## Dataset entries
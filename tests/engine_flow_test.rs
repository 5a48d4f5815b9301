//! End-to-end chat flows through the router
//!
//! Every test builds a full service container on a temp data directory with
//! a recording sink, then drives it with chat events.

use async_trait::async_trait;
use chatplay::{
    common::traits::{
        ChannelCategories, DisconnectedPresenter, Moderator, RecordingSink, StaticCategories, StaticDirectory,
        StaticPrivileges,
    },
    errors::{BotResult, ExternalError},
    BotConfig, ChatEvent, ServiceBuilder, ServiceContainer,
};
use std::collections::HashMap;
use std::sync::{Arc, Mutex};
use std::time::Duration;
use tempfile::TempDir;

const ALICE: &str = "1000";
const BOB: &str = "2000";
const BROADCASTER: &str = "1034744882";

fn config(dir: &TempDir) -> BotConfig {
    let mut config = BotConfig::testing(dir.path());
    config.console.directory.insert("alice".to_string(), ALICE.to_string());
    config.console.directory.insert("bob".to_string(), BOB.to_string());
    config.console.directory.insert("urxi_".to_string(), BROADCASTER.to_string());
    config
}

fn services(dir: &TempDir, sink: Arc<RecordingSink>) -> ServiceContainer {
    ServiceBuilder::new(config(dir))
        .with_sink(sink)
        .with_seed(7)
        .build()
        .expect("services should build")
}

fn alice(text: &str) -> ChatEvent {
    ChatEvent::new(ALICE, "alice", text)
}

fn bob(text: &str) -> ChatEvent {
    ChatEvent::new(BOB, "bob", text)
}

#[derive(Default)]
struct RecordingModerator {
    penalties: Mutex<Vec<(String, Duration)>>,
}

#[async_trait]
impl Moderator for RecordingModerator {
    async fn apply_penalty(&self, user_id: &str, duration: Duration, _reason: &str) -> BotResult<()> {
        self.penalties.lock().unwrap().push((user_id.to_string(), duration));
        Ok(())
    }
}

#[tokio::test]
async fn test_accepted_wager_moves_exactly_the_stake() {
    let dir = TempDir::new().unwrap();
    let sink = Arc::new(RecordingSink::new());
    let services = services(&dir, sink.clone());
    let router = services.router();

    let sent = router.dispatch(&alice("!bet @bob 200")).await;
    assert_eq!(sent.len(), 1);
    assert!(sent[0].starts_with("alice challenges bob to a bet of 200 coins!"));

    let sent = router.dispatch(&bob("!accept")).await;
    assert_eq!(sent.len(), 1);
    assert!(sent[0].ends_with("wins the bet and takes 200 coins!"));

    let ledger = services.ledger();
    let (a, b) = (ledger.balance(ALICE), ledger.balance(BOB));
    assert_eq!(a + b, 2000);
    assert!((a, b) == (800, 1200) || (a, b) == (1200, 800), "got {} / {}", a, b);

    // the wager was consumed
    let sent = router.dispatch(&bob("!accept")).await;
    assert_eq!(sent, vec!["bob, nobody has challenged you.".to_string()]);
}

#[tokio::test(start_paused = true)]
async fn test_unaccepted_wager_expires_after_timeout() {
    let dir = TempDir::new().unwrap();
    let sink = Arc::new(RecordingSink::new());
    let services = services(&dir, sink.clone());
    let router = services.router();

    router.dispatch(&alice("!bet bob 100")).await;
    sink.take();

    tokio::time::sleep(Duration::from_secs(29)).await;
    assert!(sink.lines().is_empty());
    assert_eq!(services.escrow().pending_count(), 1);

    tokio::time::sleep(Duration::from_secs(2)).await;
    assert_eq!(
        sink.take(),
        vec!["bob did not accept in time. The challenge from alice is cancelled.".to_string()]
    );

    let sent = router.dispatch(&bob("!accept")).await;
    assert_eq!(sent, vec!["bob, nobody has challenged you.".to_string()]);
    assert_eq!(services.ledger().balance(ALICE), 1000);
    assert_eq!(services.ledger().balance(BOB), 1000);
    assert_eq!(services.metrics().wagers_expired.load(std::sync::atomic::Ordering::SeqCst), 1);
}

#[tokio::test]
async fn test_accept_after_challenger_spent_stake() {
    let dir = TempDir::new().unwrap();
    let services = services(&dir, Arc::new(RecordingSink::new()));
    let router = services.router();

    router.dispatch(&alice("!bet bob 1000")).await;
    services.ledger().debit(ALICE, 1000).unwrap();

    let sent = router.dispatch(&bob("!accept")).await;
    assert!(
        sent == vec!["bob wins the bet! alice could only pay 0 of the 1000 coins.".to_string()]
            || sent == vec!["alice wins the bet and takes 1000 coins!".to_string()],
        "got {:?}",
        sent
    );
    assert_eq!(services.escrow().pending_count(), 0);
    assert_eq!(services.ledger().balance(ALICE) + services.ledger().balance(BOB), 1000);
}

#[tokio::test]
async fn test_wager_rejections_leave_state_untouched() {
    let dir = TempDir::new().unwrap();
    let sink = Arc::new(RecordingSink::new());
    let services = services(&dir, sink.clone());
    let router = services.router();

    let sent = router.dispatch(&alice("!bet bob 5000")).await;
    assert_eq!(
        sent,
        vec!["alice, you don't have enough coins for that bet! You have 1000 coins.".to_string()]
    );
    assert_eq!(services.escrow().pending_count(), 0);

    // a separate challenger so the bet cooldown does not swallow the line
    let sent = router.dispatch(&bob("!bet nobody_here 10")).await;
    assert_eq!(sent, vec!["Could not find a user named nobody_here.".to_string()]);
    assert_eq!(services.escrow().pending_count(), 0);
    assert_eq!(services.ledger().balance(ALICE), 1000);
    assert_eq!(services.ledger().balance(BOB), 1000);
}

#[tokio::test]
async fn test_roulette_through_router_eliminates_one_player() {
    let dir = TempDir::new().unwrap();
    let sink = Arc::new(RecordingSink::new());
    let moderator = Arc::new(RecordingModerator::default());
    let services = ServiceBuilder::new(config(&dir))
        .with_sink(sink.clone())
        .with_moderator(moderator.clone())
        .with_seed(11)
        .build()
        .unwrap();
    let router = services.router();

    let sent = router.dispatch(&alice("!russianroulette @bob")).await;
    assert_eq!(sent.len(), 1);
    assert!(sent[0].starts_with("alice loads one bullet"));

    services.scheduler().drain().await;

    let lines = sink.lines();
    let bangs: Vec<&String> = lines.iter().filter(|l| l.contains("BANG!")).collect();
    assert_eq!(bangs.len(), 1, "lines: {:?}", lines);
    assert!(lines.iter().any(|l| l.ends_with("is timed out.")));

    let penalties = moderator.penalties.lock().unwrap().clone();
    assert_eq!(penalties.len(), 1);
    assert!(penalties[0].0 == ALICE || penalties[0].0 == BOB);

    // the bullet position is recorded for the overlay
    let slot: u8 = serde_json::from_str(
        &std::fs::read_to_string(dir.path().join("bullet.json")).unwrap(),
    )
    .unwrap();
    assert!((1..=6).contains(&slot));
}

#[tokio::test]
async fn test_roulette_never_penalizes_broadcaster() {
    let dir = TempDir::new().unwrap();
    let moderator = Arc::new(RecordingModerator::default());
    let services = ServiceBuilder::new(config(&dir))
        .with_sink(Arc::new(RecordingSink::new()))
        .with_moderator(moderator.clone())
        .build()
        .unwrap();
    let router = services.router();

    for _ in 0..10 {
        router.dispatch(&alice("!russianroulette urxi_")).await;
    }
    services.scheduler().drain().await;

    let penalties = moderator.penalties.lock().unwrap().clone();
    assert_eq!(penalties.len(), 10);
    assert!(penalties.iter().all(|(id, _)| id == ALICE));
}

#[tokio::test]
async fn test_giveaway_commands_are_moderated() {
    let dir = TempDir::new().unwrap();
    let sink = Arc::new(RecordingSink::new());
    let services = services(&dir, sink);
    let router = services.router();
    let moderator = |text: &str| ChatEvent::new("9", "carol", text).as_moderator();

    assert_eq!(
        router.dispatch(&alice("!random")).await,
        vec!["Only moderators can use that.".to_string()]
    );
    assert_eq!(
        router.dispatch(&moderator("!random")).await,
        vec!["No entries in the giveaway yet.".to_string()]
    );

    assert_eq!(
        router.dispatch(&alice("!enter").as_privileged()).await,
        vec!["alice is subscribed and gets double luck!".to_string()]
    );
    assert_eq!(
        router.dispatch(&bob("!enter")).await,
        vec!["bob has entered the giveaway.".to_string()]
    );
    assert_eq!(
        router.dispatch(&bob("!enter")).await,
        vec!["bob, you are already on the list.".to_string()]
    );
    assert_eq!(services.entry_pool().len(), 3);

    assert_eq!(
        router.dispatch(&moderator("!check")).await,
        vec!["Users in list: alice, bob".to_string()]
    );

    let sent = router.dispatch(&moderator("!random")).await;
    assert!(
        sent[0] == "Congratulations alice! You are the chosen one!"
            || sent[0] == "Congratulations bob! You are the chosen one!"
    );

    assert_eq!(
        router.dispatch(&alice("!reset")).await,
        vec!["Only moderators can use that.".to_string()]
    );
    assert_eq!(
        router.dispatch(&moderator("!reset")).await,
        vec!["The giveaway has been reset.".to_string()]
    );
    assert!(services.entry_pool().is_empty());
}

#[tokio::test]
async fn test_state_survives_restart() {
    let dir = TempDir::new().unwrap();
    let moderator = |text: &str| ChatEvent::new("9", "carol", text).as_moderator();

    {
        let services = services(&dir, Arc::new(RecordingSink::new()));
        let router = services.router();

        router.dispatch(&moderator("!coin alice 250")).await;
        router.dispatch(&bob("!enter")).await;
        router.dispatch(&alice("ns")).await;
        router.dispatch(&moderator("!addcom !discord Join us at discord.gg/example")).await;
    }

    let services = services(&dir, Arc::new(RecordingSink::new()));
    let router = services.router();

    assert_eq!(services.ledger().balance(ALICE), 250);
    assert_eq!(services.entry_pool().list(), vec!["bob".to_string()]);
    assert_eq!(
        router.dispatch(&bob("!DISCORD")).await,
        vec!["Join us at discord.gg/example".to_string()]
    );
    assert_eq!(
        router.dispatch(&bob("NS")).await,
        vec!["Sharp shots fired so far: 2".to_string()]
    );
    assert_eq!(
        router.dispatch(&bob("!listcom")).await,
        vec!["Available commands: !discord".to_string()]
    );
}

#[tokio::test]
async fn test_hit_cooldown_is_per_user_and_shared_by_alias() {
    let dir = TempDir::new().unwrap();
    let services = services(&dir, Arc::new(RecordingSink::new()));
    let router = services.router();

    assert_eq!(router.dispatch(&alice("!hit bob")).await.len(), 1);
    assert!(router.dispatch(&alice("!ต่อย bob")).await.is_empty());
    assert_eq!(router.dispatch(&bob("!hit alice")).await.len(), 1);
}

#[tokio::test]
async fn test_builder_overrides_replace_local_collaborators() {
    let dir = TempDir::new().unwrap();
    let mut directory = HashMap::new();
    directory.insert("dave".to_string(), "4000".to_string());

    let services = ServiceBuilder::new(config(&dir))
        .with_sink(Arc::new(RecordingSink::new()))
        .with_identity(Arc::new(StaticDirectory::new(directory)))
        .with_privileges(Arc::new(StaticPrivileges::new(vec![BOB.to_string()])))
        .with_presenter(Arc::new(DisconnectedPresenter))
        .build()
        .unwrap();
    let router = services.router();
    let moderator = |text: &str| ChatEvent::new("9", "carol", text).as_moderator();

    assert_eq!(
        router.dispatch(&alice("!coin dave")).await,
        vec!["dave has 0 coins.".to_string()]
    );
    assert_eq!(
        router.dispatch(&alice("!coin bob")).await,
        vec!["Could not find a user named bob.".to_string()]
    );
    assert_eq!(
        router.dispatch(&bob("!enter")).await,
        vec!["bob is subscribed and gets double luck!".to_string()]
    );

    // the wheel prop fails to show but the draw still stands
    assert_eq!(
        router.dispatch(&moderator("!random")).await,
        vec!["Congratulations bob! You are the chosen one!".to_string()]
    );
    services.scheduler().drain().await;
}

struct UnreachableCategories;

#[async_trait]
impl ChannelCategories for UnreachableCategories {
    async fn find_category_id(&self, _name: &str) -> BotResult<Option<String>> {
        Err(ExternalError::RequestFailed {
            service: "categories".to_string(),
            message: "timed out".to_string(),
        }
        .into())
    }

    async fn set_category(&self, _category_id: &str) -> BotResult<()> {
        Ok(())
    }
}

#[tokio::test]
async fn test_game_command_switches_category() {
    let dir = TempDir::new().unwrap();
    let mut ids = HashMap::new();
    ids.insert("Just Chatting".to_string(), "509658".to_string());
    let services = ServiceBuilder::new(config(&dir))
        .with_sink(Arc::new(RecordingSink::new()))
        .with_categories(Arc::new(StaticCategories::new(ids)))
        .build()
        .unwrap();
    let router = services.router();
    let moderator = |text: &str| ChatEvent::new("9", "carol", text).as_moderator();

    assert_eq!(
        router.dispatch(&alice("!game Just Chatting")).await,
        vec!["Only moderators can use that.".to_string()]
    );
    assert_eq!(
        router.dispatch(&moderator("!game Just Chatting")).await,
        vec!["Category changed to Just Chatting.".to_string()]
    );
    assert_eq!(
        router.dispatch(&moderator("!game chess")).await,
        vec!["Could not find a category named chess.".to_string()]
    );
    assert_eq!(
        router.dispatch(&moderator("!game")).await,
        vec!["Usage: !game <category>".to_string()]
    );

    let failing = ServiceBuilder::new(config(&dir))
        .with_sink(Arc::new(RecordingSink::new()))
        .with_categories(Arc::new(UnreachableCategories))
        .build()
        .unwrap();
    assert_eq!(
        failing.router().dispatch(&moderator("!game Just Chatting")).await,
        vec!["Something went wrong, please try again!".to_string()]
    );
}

==

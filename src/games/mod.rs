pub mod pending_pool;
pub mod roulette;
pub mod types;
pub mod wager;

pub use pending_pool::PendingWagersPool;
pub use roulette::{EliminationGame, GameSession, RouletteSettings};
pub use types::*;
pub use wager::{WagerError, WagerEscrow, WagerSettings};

## TASK DIRECTIONS
State the number of lines in the preceding data that contain the word "BotConfig", and nothing besides.

## REPLY TO THE EXERCISE
3